Exercise requirements
I need the number of lines in the following entries that hold the word "spanID", and no other text.

(Saved data entries)
· · · · · · ·

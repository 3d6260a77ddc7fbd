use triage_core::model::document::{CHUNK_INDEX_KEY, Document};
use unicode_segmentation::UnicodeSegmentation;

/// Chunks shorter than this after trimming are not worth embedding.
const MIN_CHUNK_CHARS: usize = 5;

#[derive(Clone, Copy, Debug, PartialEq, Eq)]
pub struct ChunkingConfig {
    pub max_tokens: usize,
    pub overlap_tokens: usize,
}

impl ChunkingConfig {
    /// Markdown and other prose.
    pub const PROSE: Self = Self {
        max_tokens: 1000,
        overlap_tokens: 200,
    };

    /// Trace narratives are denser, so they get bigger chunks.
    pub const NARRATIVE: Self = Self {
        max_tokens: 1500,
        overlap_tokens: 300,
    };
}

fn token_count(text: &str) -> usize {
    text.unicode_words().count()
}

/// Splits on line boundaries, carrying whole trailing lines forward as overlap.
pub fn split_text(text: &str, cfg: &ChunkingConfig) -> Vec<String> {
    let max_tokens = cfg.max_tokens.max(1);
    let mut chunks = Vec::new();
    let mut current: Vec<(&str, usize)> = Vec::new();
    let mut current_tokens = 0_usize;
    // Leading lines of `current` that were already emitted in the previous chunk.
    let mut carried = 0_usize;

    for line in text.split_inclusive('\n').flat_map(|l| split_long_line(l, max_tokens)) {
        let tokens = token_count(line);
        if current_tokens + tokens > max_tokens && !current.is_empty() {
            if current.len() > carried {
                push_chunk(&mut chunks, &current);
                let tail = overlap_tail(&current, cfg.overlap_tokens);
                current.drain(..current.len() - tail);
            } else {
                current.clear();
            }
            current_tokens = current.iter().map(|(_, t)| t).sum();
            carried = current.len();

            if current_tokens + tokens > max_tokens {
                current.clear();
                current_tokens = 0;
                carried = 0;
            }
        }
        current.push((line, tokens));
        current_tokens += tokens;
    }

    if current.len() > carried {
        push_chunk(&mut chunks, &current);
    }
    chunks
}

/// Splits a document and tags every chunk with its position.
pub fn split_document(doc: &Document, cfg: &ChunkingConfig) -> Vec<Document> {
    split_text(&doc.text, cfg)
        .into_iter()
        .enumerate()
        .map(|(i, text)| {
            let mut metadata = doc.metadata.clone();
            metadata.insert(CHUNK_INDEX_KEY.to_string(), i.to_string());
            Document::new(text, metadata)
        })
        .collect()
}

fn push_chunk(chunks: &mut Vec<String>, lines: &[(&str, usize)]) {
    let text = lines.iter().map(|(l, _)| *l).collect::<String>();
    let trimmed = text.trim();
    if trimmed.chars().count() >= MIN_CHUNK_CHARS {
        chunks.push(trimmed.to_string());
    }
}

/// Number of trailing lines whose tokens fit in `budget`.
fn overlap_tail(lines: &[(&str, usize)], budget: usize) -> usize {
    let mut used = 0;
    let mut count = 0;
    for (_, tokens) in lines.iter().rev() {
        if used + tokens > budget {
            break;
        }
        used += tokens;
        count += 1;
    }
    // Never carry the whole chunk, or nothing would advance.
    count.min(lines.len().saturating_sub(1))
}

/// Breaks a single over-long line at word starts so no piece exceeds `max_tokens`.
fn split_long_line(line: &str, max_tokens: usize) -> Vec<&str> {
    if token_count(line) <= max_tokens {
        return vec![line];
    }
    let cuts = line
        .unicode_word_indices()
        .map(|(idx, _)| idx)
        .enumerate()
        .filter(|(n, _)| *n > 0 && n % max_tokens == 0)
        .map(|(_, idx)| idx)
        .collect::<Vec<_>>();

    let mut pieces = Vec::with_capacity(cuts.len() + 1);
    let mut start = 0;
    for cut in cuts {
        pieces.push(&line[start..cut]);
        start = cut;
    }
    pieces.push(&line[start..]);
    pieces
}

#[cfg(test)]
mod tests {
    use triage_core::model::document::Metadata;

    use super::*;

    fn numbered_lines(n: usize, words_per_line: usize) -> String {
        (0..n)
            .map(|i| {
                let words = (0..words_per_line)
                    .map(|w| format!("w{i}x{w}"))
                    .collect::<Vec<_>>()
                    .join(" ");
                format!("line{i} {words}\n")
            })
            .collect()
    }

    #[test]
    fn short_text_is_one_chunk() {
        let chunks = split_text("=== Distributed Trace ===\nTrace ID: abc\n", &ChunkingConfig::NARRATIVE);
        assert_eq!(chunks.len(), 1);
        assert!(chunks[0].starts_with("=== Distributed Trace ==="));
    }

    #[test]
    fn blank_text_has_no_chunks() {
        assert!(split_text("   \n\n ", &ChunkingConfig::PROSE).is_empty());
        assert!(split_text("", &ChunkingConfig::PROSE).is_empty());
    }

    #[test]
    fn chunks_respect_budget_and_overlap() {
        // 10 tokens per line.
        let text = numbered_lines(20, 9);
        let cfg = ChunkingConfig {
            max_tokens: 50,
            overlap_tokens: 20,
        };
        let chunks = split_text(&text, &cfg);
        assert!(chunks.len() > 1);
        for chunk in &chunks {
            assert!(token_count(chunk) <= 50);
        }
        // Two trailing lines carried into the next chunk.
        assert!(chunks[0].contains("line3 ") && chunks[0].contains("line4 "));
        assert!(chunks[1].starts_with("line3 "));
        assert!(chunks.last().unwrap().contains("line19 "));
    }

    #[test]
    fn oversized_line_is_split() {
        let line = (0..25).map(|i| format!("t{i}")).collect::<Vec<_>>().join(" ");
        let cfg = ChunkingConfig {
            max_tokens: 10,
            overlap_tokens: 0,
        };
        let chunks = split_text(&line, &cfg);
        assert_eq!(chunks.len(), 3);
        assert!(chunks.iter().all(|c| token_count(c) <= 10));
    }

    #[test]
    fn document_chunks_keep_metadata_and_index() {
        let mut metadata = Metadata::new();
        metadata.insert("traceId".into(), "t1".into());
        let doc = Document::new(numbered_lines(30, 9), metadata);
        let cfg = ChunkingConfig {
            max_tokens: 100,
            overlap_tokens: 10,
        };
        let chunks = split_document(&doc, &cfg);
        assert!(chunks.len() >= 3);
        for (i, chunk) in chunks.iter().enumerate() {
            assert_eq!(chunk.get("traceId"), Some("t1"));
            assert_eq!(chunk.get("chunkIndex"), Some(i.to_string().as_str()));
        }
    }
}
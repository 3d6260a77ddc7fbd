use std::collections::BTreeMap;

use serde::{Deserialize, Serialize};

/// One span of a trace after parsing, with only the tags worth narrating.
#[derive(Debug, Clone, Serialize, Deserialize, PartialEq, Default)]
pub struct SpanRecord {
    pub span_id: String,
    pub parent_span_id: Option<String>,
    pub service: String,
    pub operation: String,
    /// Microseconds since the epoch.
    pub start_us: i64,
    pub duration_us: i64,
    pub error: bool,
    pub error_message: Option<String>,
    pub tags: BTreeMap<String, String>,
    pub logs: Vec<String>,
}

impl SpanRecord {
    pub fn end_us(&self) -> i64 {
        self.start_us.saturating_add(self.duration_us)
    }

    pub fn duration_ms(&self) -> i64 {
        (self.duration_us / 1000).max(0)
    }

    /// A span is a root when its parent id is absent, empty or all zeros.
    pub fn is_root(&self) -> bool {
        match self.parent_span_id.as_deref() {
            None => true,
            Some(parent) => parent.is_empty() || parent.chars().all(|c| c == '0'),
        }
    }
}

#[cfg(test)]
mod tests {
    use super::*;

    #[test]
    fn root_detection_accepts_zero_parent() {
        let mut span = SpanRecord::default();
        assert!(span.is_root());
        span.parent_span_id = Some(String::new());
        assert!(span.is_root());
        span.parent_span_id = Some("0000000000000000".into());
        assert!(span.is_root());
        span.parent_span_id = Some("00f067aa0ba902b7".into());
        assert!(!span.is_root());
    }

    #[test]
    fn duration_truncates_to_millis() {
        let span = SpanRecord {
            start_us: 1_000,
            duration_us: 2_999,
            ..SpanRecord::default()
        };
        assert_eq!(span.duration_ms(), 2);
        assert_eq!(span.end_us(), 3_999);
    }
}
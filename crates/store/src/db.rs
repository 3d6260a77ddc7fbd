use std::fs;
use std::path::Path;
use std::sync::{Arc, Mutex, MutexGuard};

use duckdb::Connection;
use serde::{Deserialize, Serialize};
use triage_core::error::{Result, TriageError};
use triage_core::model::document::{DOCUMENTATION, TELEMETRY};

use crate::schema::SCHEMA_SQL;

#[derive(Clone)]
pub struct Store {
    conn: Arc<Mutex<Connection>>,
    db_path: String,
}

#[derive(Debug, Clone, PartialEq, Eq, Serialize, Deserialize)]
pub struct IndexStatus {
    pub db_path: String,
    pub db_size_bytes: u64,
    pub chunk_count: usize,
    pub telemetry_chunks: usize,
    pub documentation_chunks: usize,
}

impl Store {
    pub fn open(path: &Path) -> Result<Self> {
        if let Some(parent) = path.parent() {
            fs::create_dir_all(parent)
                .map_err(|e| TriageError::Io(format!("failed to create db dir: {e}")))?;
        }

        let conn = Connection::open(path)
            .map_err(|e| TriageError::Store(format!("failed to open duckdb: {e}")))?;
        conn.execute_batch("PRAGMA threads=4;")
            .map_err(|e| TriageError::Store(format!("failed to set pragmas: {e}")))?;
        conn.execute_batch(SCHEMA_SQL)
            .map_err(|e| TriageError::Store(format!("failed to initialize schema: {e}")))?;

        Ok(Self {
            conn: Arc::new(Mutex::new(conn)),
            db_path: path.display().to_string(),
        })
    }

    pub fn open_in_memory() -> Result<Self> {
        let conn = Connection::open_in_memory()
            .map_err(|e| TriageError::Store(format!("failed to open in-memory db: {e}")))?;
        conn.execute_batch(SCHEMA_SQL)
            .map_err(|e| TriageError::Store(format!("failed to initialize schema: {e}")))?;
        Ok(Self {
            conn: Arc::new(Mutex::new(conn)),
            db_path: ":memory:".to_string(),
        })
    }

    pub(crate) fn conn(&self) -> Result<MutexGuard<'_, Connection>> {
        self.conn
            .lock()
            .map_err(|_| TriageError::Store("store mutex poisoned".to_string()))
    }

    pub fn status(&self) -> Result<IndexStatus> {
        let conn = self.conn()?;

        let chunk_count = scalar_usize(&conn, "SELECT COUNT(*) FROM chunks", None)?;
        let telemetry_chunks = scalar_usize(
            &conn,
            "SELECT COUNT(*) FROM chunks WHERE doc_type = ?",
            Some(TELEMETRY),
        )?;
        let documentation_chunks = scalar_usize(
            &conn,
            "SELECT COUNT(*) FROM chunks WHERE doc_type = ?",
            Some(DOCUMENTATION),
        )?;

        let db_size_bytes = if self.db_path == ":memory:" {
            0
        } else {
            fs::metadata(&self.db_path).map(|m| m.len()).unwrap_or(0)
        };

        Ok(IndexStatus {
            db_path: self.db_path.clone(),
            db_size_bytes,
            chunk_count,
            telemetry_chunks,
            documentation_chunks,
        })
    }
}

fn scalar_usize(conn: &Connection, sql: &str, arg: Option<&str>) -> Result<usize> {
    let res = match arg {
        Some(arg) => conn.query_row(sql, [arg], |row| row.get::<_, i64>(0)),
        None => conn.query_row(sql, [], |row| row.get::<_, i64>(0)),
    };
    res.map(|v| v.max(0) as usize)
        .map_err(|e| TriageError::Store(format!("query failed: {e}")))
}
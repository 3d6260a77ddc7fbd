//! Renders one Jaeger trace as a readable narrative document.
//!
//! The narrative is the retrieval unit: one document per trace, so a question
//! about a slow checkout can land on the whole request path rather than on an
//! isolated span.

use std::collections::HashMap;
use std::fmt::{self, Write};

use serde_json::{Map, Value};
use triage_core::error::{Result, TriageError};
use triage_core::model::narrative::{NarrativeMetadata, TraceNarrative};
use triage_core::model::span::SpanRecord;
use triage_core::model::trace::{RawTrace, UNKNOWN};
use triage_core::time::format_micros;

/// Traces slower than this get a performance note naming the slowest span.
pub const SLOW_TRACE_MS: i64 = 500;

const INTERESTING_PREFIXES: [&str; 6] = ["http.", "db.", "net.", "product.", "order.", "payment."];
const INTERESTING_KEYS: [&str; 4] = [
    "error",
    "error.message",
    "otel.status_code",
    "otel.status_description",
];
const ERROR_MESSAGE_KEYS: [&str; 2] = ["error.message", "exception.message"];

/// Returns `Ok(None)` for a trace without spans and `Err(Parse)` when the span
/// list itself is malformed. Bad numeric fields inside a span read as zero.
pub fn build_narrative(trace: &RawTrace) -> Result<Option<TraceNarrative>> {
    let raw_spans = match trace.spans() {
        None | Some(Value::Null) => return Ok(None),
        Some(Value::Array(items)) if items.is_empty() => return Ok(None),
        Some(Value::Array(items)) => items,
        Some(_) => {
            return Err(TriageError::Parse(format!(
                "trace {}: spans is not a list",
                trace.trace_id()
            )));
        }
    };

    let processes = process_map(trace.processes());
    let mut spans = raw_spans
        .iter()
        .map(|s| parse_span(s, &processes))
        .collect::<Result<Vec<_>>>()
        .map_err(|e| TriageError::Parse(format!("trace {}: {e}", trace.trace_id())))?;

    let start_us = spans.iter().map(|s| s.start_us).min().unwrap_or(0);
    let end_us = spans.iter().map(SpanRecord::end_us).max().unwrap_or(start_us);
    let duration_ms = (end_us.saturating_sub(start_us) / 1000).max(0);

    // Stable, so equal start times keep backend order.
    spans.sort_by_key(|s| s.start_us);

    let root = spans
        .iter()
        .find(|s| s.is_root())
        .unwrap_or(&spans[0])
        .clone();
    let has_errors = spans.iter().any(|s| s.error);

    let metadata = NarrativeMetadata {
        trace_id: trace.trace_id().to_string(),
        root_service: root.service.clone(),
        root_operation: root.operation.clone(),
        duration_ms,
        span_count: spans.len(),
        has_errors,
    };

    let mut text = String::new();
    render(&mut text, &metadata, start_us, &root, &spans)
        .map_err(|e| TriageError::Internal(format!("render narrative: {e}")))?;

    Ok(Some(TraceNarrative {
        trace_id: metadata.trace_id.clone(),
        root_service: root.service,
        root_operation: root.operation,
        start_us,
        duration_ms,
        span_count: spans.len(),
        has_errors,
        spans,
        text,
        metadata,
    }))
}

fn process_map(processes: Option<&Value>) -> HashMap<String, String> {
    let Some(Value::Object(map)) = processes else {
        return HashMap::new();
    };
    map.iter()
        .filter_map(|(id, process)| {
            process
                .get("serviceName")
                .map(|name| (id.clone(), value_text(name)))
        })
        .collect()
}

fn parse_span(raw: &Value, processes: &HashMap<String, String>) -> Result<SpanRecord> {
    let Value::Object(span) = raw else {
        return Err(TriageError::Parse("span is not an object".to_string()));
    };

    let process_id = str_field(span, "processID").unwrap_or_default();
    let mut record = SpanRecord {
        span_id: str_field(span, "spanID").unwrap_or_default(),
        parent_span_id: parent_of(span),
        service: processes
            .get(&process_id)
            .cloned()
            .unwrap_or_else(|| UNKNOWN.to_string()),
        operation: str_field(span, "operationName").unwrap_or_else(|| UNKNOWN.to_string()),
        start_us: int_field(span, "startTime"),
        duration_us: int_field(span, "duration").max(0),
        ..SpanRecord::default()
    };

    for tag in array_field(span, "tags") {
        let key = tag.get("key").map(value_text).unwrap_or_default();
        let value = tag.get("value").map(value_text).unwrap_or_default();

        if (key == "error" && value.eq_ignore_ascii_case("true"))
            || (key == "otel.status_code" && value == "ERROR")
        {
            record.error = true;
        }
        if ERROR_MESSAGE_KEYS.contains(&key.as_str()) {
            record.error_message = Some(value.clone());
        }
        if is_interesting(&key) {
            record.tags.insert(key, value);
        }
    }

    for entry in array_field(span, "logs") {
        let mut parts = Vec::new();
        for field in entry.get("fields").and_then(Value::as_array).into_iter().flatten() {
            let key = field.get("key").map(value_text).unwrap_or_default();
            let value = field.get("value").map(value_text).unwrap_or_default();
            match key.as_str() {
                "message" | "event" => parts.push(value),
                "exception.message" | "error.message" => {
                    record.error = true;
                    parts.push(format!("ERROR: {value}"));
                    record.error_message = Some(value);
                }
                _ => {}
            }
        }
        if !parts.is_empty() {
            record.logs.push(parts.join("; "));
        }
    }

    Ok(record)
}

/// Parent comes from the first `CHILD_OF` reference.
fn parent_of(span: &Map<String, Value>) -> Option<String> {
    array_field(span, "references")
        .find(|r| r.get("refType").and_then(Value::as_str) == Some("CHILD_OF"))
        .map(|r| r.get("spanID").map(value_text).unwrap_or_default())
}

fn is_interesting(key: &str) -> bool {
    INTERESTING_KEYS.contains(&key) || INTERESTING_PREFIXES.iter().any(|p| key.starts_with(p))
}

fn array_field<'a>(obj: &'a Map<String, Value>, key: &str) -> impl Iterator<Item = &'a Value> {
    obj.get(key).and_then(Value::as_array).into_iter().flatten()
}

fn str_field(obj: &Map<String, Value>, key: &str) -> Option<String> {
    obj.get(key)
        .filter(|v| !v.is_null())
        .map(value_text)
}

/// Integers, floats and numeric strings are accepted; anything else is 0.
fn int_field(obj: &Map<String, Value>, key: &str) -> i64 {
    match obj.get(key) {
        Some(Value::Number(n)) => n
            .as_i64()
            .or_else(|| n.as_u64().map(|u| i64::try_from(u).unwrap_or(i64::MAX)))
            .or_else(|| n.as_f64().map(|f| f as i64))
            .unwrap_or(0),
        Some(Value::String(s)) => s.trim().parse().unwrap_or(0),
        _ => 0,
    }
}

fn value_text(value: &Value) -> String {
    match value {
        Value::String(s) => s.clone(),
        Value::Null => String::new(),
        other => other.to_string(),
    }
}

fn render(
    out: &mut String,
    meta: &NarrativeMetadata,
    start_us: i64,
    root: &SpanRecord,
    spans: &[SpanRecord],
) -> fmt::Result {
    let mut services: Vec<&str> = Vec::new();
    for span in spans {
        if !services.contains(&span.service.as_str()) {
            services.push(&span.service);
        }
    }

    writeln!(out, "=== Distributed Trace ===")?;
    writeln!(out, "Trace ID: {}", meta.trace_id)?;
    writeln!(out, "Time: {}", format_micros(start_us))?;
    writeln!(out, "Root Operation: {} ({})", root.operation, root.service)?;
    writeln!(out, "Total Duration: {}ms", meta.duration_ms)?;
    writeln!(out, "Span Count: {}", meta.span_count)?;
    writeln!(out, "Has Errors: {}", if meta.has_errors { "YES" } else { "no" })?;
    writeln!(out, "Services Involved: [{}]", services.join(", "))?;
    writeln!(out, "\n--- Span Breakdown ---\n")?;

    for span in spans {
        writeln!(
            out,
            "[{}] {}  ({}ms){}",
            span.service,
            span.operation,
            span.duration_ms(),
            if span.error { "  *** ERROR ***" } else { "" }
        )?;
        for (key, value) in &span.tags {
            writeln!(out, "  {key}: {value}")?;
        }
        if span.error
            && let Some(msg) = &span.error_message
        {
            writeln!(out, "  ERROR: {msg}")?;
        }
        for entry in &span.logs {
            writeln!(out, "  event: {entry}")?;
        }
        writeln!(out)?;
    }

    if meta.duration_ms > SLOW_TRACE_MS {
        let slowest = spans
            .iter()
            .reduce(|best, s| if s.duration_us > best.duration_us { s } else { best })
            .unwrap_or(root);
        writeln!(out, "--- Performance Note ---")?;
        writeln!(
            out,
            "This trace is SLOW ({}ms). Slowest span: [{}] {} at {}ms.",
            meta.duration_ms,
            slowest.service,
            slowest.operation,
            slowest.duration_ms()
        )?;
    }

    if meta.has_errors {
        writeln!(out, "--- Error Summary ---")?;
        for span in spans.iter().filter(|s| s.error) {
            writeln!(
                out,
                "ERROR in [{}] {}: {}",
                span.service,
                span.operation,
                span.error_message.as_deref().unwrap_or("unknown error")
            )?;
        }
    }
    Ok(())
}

· · · · · · ·

Answer area
2